• WORK INSTRUCTION:
Restating the data word for word is all that is required.

• DATA FOR PROCESSING:
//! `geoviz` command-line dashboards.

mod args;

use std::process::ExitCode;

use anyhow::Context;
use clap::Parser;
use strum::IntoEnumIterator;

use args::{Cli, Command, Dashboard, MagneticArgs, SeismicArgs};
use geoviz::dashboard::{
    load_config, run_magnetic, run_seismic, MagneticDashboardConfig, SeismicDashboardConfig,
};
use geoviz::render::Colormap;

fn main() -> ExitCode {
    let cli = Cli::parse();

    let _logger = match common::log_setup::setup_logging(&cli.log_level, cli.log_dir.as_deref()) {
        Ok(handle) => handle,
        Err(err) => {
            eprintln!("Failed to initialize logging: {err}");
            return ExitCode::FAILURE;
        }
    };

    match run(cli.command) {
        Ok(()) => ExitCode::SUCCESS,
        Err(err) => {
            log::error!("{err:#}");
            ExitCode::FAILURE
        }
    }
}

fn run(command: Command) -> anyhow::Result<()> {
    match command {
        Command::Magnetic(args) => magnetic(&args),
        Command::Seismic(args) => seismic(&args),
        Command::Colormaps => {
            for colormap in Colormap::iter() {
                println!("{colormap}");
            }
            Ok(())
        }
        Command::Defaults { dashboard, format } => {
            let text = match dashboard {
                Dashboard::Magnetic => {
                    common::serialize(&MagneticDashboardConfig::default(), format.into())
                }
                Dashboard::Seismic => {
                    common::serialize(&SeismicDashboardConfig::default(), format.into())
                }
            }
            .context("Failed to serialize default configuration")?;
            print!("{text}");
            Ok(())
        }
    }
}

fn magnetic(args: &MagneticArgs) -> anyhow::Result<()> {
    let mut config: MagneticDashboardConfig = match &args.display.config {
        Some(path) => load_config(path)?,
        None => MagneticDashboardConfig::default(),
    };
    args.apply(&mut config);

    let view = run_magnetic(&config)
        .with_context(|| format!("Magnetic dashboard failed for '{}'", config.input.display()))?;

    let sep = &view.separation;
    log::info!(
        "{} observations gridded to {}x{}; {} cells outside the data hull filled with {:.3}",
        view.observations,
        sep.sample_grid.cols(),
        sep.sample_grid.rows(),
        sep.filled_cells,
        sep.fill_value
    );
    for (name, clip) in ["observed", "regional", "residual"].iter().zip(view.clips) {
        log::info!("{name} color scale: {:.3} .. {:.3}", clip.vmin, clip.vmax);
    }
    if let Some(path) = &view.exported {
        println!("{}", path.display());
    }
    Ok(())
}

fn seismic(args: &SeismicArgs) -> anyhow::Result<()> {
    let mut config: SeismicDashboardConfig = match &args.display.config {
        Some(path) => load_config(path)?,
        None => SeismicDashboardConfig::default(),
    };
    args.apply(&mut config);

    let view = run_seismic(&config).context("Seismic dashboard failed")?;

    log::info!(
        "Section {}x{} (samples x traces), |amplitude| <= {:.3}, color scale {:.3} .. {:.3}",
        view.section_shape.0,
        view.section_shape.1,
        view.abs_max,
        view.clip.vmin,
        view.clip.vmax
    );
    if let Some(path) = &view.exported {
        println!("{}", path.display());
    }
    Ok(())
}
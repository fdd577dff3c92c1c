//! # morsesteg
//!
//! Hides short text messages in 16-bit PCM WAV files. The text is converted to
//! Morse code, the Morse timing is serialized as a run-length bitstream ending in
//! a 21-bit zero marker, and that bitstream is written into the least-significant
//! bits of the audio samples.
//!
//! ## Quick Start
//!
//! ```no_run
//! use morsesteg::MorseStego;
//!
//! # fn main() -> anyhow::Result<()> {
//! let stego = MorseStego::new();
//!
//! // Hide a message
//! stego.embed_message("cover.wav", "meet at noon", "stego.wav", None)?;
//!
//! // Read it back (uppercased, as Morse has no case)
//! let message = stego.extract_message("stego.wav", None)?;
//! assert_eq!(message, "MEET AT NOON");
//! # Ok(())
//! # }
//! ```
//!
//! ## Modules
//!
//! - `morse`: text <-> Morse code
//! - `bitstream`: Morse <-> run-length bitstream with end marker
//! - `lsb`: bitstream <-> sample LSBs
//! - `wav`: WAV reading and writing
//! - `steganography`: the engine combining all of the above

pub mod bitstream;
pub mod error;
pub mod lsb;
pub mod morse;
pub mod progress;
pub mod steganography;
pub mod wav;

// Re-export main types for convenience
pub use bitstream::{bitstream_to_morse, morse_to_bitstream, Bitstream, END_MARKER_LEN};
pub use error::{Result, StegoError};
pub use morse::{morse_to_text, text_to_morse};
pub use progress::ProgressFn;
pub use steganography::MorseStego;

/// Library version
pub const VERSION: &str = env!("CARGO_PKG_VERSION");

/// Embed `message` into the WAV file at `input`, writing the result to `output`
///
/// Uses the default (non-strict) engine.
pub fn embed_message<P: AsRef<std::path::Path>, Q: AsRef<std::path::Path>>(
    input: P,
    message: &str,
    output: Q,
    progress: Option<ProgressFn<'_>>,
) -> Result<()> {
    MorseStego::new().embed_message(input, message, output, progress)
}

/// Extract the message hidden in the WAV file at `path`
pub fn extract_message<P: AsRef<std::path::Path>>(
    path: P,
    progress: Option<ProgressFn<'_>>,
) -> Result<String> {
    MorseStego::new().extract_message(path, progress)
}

• RESPONSE TO THE TASK:
//! `geoviz` command-line dashboards.

mod args;

use std::process::ExitCode;

use anyhow::Context;
use clap::Parser;
use strum::IntoEnumIterator;

use args::{Cli, Command, Dashboard, MagneticArgs, SeismicArgs};
use geoviz::dashboard::{
    load_config, run_magnetic, run_seismic, MagneticDashboardConfig, SeismicDashboardConfig,
};
use geoviz::render::Colormap;

fn main() -> ExitCode {
    let cli = Cli::parse();

    let _logger = match common::log_setup::setup_logging(&cli.log_level, cli.log_dir.as_deref()) {
        Ok(handle) => handle,
        Err(err) => {
            eprintln!("Failed to initialize logging: {err}");
            return ExitCode::FAILURE;
        }
    };

    match run(cli.command) {
        Ok(()) => ExitCode::SUCCESS,
        Err(err) => {
            log::error!("{err:#}");
            ExitCode::FAILURE
        }
    }
}

fn run(command: Command) -> anyhow::Result<()> {
    match command {
        Command::Magnetic(args) => magnetic(&args),
        Command::Seismic(args) => seismic(&args),
        Command::Colormaps => {
            for colormap in Colormap::iter() {
                println!("{colormap}");
            }
            Ok(())
        }
        Command::Defaults { dashboard, format } => {
            let text = match dashboard {
                Dashboard::Magnetic => {
                    common::serialize(&MagneticDashboardConfig::default(), format.into())
                }
                Dashboard::Seismic => {
                    common::serialize(&SeismicDashboardConfig::default(), format.into())
                }
            }
            .context("Failed to serialize default configuration")?;
            print!("{text}");
            Ok(())
        }
    }
}

fn magnetic(args: &MagneticArgs) -> anyhow::Result<()> {
    let mut config: MagneticDashboardConfig = match &args.display.config {
        Some(path) => load_config(path)?,
        None => MagneticDashboardConfig::default(),
    };
    args.apply(&mut config);

    let view = run_magnetic(&config)
        .with_context(|| format!("Magnetic dashboard failed for '{}'", config.input.display()))?;

    let sep = &view.separation;
    log::info!(
        "{} observations gridded to {}x{}; {} cells outside the data hull filled with {:.3}",
        view.observations,
        sep.sample_grid.cols(),
        sep.sample_grid.rows(),
        sep.filled_cells,
        sep.fill_value
    );
    for (name, clip) in ["observed", "regional", "residual"].iter().zip(view.clips) {
        log::info!("{name} color scale: {:.3} .. {:.3}", clip.vmin, clip.vmax);
    }
    if let Some(path) = &view.exported {
        println!("{}", path.display());
    }
    Ok(())
}

fn seismic(args: &SeismicArgs) -> anyhow::Result<()> {
    let mut config: SeismicDashboardConfig = match &args.display.config {
        Some(path) => load_config(path)?,
        None => SeismicDashboardConfig::default(),
    };
    args.apply(&mut config);

    let view = run_seismic(&config).context("Seismic dashboard failed")?;

    log::info!(
        "Section {}x{} (samples x traces), |amplitude| <= {:.3}, color scale {:.3} .. {:.3}",
        view.section_shape.0,
        view.section_shape.1,
        view.abs_max,
        view.clip.vmin,
        view.clip.vmax
    );
    if let Some(path) = &view.exported {
        println!("{}", path.display());
    }
    Ok(())
}
repository fdd577dff3c92c1c
//! # morsesteg
//!
//! Hides short text messages in 16-bit PCM WAV files. The text is converted to
//! Morse code, the Morse timing is serialized as a run-length bitstream ending in
//! a 21-bit zero marker, and that bitstream is written into the least-significant
//! bits of the audio samples.
//!
//! ## Quick Start
//!
//! ```no_run
//! use morsesteg::MorseStego;
//!
//! # fn main() -> anyhow::Result<()> {
//! let stego = MorseStego::new();
//!
//! // Hide a message
//! stego.embed_message("cover.wav", "meet at noon", "stego.wav", None)?;
//!
//! // Read it back (uppercased, as Morse has no case)
//! let message = stego.extract_message("stego.wav", None)?;
//! assert_eq!(message, "MEET AT NOON");
//! # Ok(())
//! # }
//! ```
//!
//! ## Modules
//!
//! - `morse`: text <-> Morse code
//! - `bitstream`: Morse <-> run-length bitstream with end marker
//! - `lsb`: bitstream <-> sample LSBs
//! - `wav`: WAV reading and writing
//! - `steganography`: the engine combining all of the above

pub mod bitstream;
pub mod error;
pub mod lsb;
pub mod morse;
pub mod progress;
pub mod steganography;
pub mod wav;

// Re-export main types for convenience
pub use bitstream::{bitstream_to_morse, morse_to_bitstream, Bitstream, END_MARKER_LEN};
pub use error::{Result, StegoError};
pub use morse::{morse_to_text, text_to_morse};
pub use progress::ProgressFn;
pub use steganography::MorseStego;

/// Library version
pub const VERSION: &str = env!("CARGO_PKG_VERSION");

/// Embed `message` into the WAV file at `input`, writing the result to `output`
///
/// Uses the default (non-strict) engine.
pub fn embed_message<P: AsRef<std::path::Path>, Q: AsRef<std::path::Path>>(
    input: P,
    message: &str,
    output: Q,
    progress: Option<ProgressFn<'_>>,
) -> Result<()> {
    MorseStego::new().embed_message(input, message, output, progress)
}

/// Extract the message hidden in the WAV file at `path`
pub fn extract_message<P: AsRef<std::path::Path>>(
    path: P,
    progress: Option<ProgressFn<'_>>,
) -> Result<String> {
    MorseStego::new().extract_message(path, progress)
}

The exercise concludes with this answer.